Under the Food Safety Act 1990, manufacturers are responsible for ensuring the safety of any new foods they sell. But they are not obliged by law to inform the Government's committee of experts - the Advisory Committee on Novel Foods and Processes (ACNFP) - about new products.

ICI, which has genetically engineered tomatoes to stop them going squashy, signed deals with several Californian biotechnology and food processing companies this month to help develop its modified tomatoes for sale as fresh fruit and in purees and concentrates. It has not applied for approval by the ACNFP, but would expect to do so perhaps a year before sales start in the UK.

The fear is that less scrupulous manufacturers might attempt to slip products on to the market without the committee's approval. But Professor Derek Burke, chairman of the committee, said at the launch of its annual report yesterday: 'That's the theoretical way . . . in practice we are saying it doesn't seem to be happening. It's not in the interests of a big supplier or a big supermarket store to get caught unawares.

'It (the ketchup) would be a novel food and the safety assessment would come to us. My impression of ICI is that they are absolutely meticulous. They are the last company who would pull a fast one.'

A spokesman for ICI said it hoped to begin trials of its squash- free tomatoes next summer, probably in southern Europe. It was not expecting ketchups from tomatoes grown in the US to reach British supermarkets for another four years. ICI had volunteered information to the ACNFP throughout the development of its tomatoes.

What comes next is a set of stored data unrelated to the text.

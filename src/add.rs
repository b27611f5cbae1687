//! Addition and the public signed entry points. A sum of same-sign
//! magnitudes has its own small kernel; everything else reduces to the
//! subtraction kernel by sign manipulation.

extern crate alloc;

use core::cmp::Ordering;

use super::context::{Context, Flags};
use super::float::{AbsRound, Category, Float, RoundingMode};
use super::limb::{self, add_assign, add_small, low_mask, rshift1, HIGH_BIT};
use super::sub::{signed_ternary, sub_normals};

impl Float {
    /// Computes `self + rhs` under the rounding mode `rnd`, accumulating
    /// exception flags in `ctx`. Returns the rounded sum and the ternary
    /// code: the sign of (returned value - exact value).
    pub fn add_with_rm(
        &self,
        rhs: &Self,
        rnd: RoundingMode,
        ctx: &mut Context,
    ) -> (Float, Ordering) {
        Self::add_sub(self, rhs, false, rnd, ctx)
    }

    /// Computes `self - rhs` under the rounding mode `rnd`, accumulating
    /// exception flags in `ctx`.
    pub fn sub_with_rm(
        &self,
        rhs: &Self,
        rnd: RoundingMode,
        ctx: &mut Context,
    ) -> (Float, Ordering) {
        Self::add_sub(self, rhs, true, rnd, ctx)
    }

    fn add_sub(
        a: &Self,
        b: &Self,
        subtract: bool,
        rnd: RoundingMode,
        ctx: &mut Context,
    ) -> (Float, Ordering) {
        assert_eq!(
            a.prec(),
            b.prec(),
            "operands must share one precision"
        );
        let p = a.prec();
        // The sign `b` contributes after the subtract flip.
        let bsign = b.sign() ^ subtract;
        let exact = Ordering::Equal;

        match (a.category(), b.category()) {
            (Category::NaN, _) => (Float::nan(p, a.sign()), exact),
            (_, Category::NaN) => (Float::nan(p, bsign), exact),

            (Category::Infinity, Category::Infinity) => {
                if a.sign() != bsign {
                    (Float::nan(p, a.sign()), exact)
                } else {
                    (Float::inf(p, a.sign()), exact)
                }
            }
            (Category::Infinity, _) => (a.clone(), exact),
            (_, Category::Infinity) => (Float::inf(p, bsign), exact),

            (Category::Zero, Category::Zero) => {
                // Opposite-sign zeros cancel to +0, except toward
                // -infinity.
                let sign = if a.sign() == bsign {
                    a.sign()
                } else {
                    rnd == RoundingMode::Negative
                };
                (Float::zero(p, sign), exact)
            }
            (Category::Normal, Category::Zero) => (a.clone(), exact),
            (Category::Zero, Category::Normal) => {
                let r = if bsign != b.sign() { b.neg() } else { b.clone() };
                (r, exact)
            }

            (Category::Normal, Category::Normal) => {
                if a.sign() == bsign {
                    add_normals(a, b, a.sign(), rnd, ctx)
                } else {
                    // a + (-|b|) with a's sign is a magnitude difference.
                    sub_normals(a, b, rnd, ctx)
                }
            }
        }
    }
}

/// Sum of the magnitudes of two normal same-precision values, carrying
/// `sign`. The discarded tail of the smaller operand reduces to a
/// round/sticky pair just like in the subtraction kernel, but the sum can
/// also gain a leading bit, which pushes the old round bit into the
/// sticky.
fn add_normals(
    a: &Float,
    b: &Float,
    sign: bool,
    rnd: RoundingMode,
    ctx: &mut Context,
) -> (Float, Ordering) {
    let (b, c) = if a.exp() < b.exp() { (b, a) } else { (a, b) };
    let p = b.prec();
    let n = b.limbs().len();
    let sh = limb::pad_bits(p);
    let bp = b.limbs();
    let cp = c.limbs();
    let mut bx = b.exp();
    let d = (bx as i128) - (c.exp() as i128);

    let mut ap;
    let mut round;
    let mut sticky;
    if d == 0 {
        // Both mantissas carry their top bit: the sum always overflows
        // into one extra bit.
        ap = bp.to_vec();
        let carry = add_assign(&mut ap, cp);
        debug_assert!(carry);
        round = ap[0] & (1u64 << sh) != 0;
        sticky = false;
        rshift1(&mut ap);
        ap[n - 1] |= HIGH_BIT;
        ap[0] &= !low_mask(sh);
        bx += 1;
    } else if d >= p as i128 {
        // c sits at or below the round position; its leading bit lands
        // exactly on it iff d == p.
        ap = bp.to_vec();
        round = d == p as i128;
        sticky = if d == p as i128 {
            !c.is_power_of_two()
        } else {
            true
        };
    } else {
        let d = d as usize;
        let mut cc = vec![0u64; n];
        limb::rshift_into(&mut cc, cp, d);
        round = super::sub::bit_at(cp, p - d);
        sticky = super::sub::any_below(cp, p - d);
        cc[0] &= !low_mask(sh);
        ap = bp.to_vec();
        let carry = add_assign(&mut ap, &cc);
        if carry {
            // The sum gained a bit: renormalize, demoting the old round
            // bit into the sticky.
            let new_round = ap[0] & (1u64 << sh) != 0;
            rshift1(&mut ap);
            ap[n - 1] |= HIGH_BIT;
            ap[0] &= !low_mask(sh);
            sticky |= round;
            round = new_round;
            bx += 1;
        }
    }

    let mode = rnd.for_magnitude(sign);
    let odd = ap[0] & (1u64 << sh) != 0;
    let increment = match mode {
        AbsRound::Nearest => round && (sticky || odd),
        AbsRound::Toward => false,
        AbsRound::Away => round || sticky,
    };
    let inexact = if !round && !sticky {
        0
    } else if increment {
        1
    } else {
        -1
    };
    if increment {
        let carry = add_small(&mut ap, 1u64 << sh);
        if carry {
            // The mantissa was all ones; the incremented sum is the next
            // power of two.
            ap[n - 1] = HIGH_BIT;
            bx += 1;
        }
    }

    if bx > ctx.emax() {
        return ctx.overflow(p, rnd, sign);
    }
    if inexact != 0 {
        ctx.raise(Flags::INEXACT);
    }
    (Float::new(p, sign, bx, ap), signed_ternary(inexact, sign))
}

Professor Burke said he was happy with the voluntary process by which innovatory food products came to his committee's attention. He saw no need to make the process obligatory.

Helen Millar, a recently appointed 'consumer' member of the committee, said yesterday that the process was 'not absolutely satisfactory'. But Professor Burke said: 'The question is how assertive or intrusive the committee ought to be.'

During the year covered by the report, the committee examined a range of novel foods. This included oil from passion fruit seeds and pre-packed meals sterilised by ohmic heating - an alternating electric current.

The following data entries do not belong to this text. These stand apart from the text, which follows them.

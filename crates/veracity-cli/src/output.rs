//! Output formatting for the CLI.

use crate::config::OutputFormat;
use crate::error::Result;
use colored::*;
use veracity_domain::{Claim, FactCheckResult, PipelineEvent, Verdict};
use tabled::{
    builder::Builder,
    settings::{
        object::{Columns, Rows},
        Alignment, Modify, Style, Width,
    },
};

/// Shown under an error notice.
pub const ERROR_HINT: &str = "Please try again later or check your API key settings.";

/// Shown when a run judged nothing.
pub const NO_CLAIMS: &str = "No claims found to fact check.";

const EXPLANATION_WIDTH: usize = 60;

/// Output formatter.
pub struct Formatter {
    format: OutputFormat,
    color_enabled: bool,
}

impl Formatter {
    /// Create a new formatter.
    pub fn new(format: OutputFormat, color_enabled: bool) -> Self {
        Self {
            format,
            color_enabled,
        }
    }

    /// The active output format.
    pub fn format(&self) -> OutputFormat {
        self.format
    }

    /// Render one pipeline event, or nothing if it has no terminal form.
    pub fn format_event(&self, event: &PipelineEvent) -> Result<Option<String>> {
        if self.format == OutputFormat::Json {
            return Ok(Some(serde_json::to_string(event)?));
        }

        let rendered = match event {
            PipelineEvent::ClaimsExtracted { claims } if claims.is_empty() => None,
            PipelineEvent::ClaimsExtracted { claims } => Some(self.format_claims(claims)),
            PipelineEvent::FactCheckResults { results } => Some(self.format_results(results)),
            PipelineEvent::FactCheckError { error } => Some(self.format_error(error)),
            PipelineEvent::ToggleOverlay => None,
        };
        Ok(rendered)
    }

    /// Interim claim list.
    fn format_claims(&self, claims: &[Claim]) -> String {
        let mut lines = vec![self.colorize("Extracted Claims", "cyan")];
        lines.extend(claims.iter().map(|c| format!("  {}. {}", c.id, c.text)));
        lines.push(self.info("Checking..."));
        lines.join("\n")
    }

    /// Final results as a table.
    fn format_results(&self, results: &[FactCheckResult]) -> String {
        if results.is_empty() {
            return self.colorize(NO_CLAIMS, "yellow");
        }

        let mut builder = Builder::default();
        builder.push_record(["#", "Verdict", "Claim", "Explanation", "Source"]);

        for result in results {
            builder.push_record([
                result.claim_id.to_string(),
                self.verdict(result.verified),
                result.claim_text.clone(),
                result.explanation.clone(),
                result.source.clone(),
            ]);
        }

        let mut table = builder.build();
        table
            .with(Style::rounded())
            .with(Modify::new(Rows::first()).with(Alignment::center()))
            .with(Modify::new(Columns::new(2..4)).with(Width::wrap(EXPLANATION_WIDTH)));

        let (t, f, u) = tally(results);
        format!(
            "{}\n{}",
            table,
            self.info(&format!(
                "{} checked: {} true, {} false, {} unknown",
                results.len(),
                t,
                f,
                u
            ))
        )
    }

    /// Error notice with the retry hint.
    pub fn format_error(&self, message: &str) -> String {
        format!(
            "{}\n{}",
            self.error(&format!("An error occurred: {}", message)),
            ERROR_HINT
        )
    }

    fn verdict(&self, verdict: Verdict) -> String {
        match verdict {
            Verdict::True => self.colorize("✓ TRUE", "green"),
            Verdict::False => self.colorize("✗ FALSE", "red"),
            Verdict::Unknown => self.colorize("? UNKNOWN", "yellow"),
        }
    }

    /// Format a success message.
    pub fn success(&self, message: &str) -> String {
        self.colorize(&format!("✓ {}", message), "green")
    }

    /// Format an error message.
    pub fn error(&self, message: &str) -> String {
        self.colorize(&format!("✗ {}", message), "red")
    }

    /// Format an info message.
    pub fn info(&self, message: &str) -> String {
        self.colorize(&format!("ℹ {}", message), "blue")
    }

    /// Format a warning message.
    pub fn warning(&self, message: &str) -> String {
        self.colorize(&format!("⚠ {}", message), "yellow")
    }

    /// Colorize text if color is enabled.
    fn colorize(&self, text: &str, color: &str) -> String {
        if !self.color_enabled {
            return text.to_string();
        }

        match color {
            "red" => text.red().to_string(),
            "green" => text.green().to_string(),
            "blue" => text.blue().to_string(),
            "yellow" => text.yellow().to_string(),
            "cyan" => text.cyan().to_string(),
            _ => text.to_string(),
        }
    }
}

/// Counts of true, false and unknown verdicts.
fn tally(results: &[FactCheckResult]) -> (usize, usize, usize) {
    results.iter().fold((0, 0, 0), |(t, f, u), r| match r.verified {
        Verdict::True => (t + 1, f, u),
        Verdict::False => (t, f + 1, u),
        Verdict::Unknown => (t, f, u + 1),
    })
}

#[cfg(test)]
mod tests {
    use super::*;

    fn results() -> Vec<FactCheckResult> {
        vec![
            FactCheckResult::new(
                1,
                "The Eiffel Tower was completed in 1889.",
                Verdict::True,
                "Completed for the 1889 World's Fair.",
                "Britannica",
            ),
            FactCheckResult::new(2, "The moon is made of cheese.", Verdict::False, "It is rock.", ""),
        ]
    }

    #[test]
    fn test_table_results() {
        let formatter = Formatter::new(OutputFormat::Table, false);
        let event = PipelineEvent::FactCheckResults { results: results() };
        let output = formatter.format_event(&event).unwrap().unwrap();

        assert!(output.contains("Verdict"));
        assert!(output.contains("✓ TRUE"));
        assert!(output.contains("✗ FALSE"));
        assert!(output.contains("Not specified"));
        assert!(output.contains("2 checked: 1 true, 1 false, 0 unknown"));
    }

    fn strip_ansi(text: &str) -> String {
        let mut plain = String::with_capacity(text.len());
        let mut chars = text.chars();
        while let Some(c) = chars.next() {
            if c == '\x1b' {
                chars.by_ref().find(|&c| c == 'm');
            } else {
                plain.push(c);
            }
        }
        plain
    }

    #[test]
    fn test_colored_table_borders_align() {
        colored::control::set_override(true);
        let formatter = Formatter::new(OutputFormat::Table, true);
        let event = PipelineEvent::FactCheckResults { results: results() };
        let output = formatter.format_event(&event).unwrap().unwrap();
        assert!(output.contains('\x1b'));

        let plain = strip_ansi(&output);
        let table: Vec<&str> = plain.lines().filter(|line| !line.starts_with('ℹ')).collect();
        let width = table[0].chars().count();
        assert!(table.iter().all(|line| line.chars().count() == width));
    }

    #[test]
    fn test_empty_results() {
        let formatter = Formatter::new(OutputFormat::Table, false);
        let event = PipelineEvent::FactCheckResults { results: vec![] };
        assert_eq!(formatter.format_event(&event).unwrap().as_deref(), Some(NO_CLAIMS));
    }

    #[test]
    fn test_interim_claims() {
        let formatter = Formatter::new(OutputFormat::Table, false);
        let event = PipelineEvent::ClaimsExtracted {
            claims: vec![Claim::new(1, "Water boils at 100C.").unwrap()],
        };
        let output = formatter.format_event(&event).unwrap().unwrap();

        assert!(output.starts_with("Extracted Claims"));
        assert!(output.contains("  1. Water boils at 100C."));
        assert!(output.ends_with("Checking..."));
    }

    #[test]
    fn test_empty_interim_claims_not_rendered() {
        let formatter = Formatter::new(OutputFormat::Table, false);
        let event = PipelineEvent::ClaimsExtracted { claims: vec![] };
        assert!(formatter.format_event(&event).unwrap().is_none());
        assert!(formatter.format_event(&PipelineEvent::ToggleOverlay).unwrap().is_none());
    }

    #[test]
    fn test_error_notice() {
        let formatter = Formatter::new(OutputFormat::Table, false);
        let output = formatter.format_error("Verification service error (HTTP 401): Invalid API Key");
        assert_eq!(
            output,
            "✗ An error occurred: Verification service error (HTTP 401): Invalid API Key\nPlease try again later or check your API key settings."
        );
    }

    #[test]
    fn test_json_lines() {
        let formatter = Formatter::new(OutputFormat::Json, false);
        let event = PipelineEvent::FactCheckError {
            error: "boom".to_string(),
        };
        let output = formatter.format_event(&event).unwrap().unwrap();

        assert!(!output.contains('\n'));
        let value: serde_json::Value = serde_json::from_str(&output).unwrap();
        assert_eq!(value["action"], "factCheckError");
        assert_eq!(value["error"], "boom");
    }

    #[test]
    fn test_json_results_use_wire_names() {
        let formatter = Formatter::new(OutputFormat::Json, false);
        let event = PipelineEvent::FactCheckResults { results: results() };
        let output = formatter.format_event(&event).unwrap().unwrap();

        let value: serde_json::Value = serde_json::from_str(&output).unwrap();
        assert_eq!(value["results"][0]["claim"], "The Eiffel Tower was completed in 1889.");
        assert_eq!(value["results"][0]["verified"], true);
        assert_eq!(value["results"][1]["verified"], false);
    }

    #[test]
    fn test_colorize_disabled() {
        let formatter = Formatter::new(OutputFormat::Table, false);
        assert_eq!(formatter.success("test"), "✓ test");
        assert_eq!(formatter.warning("test"), "⚠ test");
    }

    #[test]
    fn test_tally() {
        let mut all = results();
        all.push(FactCheckResult::new(3, "x", Verdict::Unknown, "", ""));
        assert_eq!(tally(&all), (1, 1, 1));
    }
}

Ministers are expected to respond 'soon' to the committee's advice, given more than a year ago, on the use of meat from animals that are used in experiments in which extra foreign genes are added to embryos. The committee said there was no food safety reason why meat from animals that failed to take up the foreign genes should not be eaten. But it advised the Government to consider public concerns over the moral and ethical issues of the food use of these animals.

1991 Annual report of the Advisory Committee on Novel Foods and Processes; ACNFP Secretariat, Rm 604, Department of Health, Eileen House, 80-94 Newington Causeway, London SE1 6EF.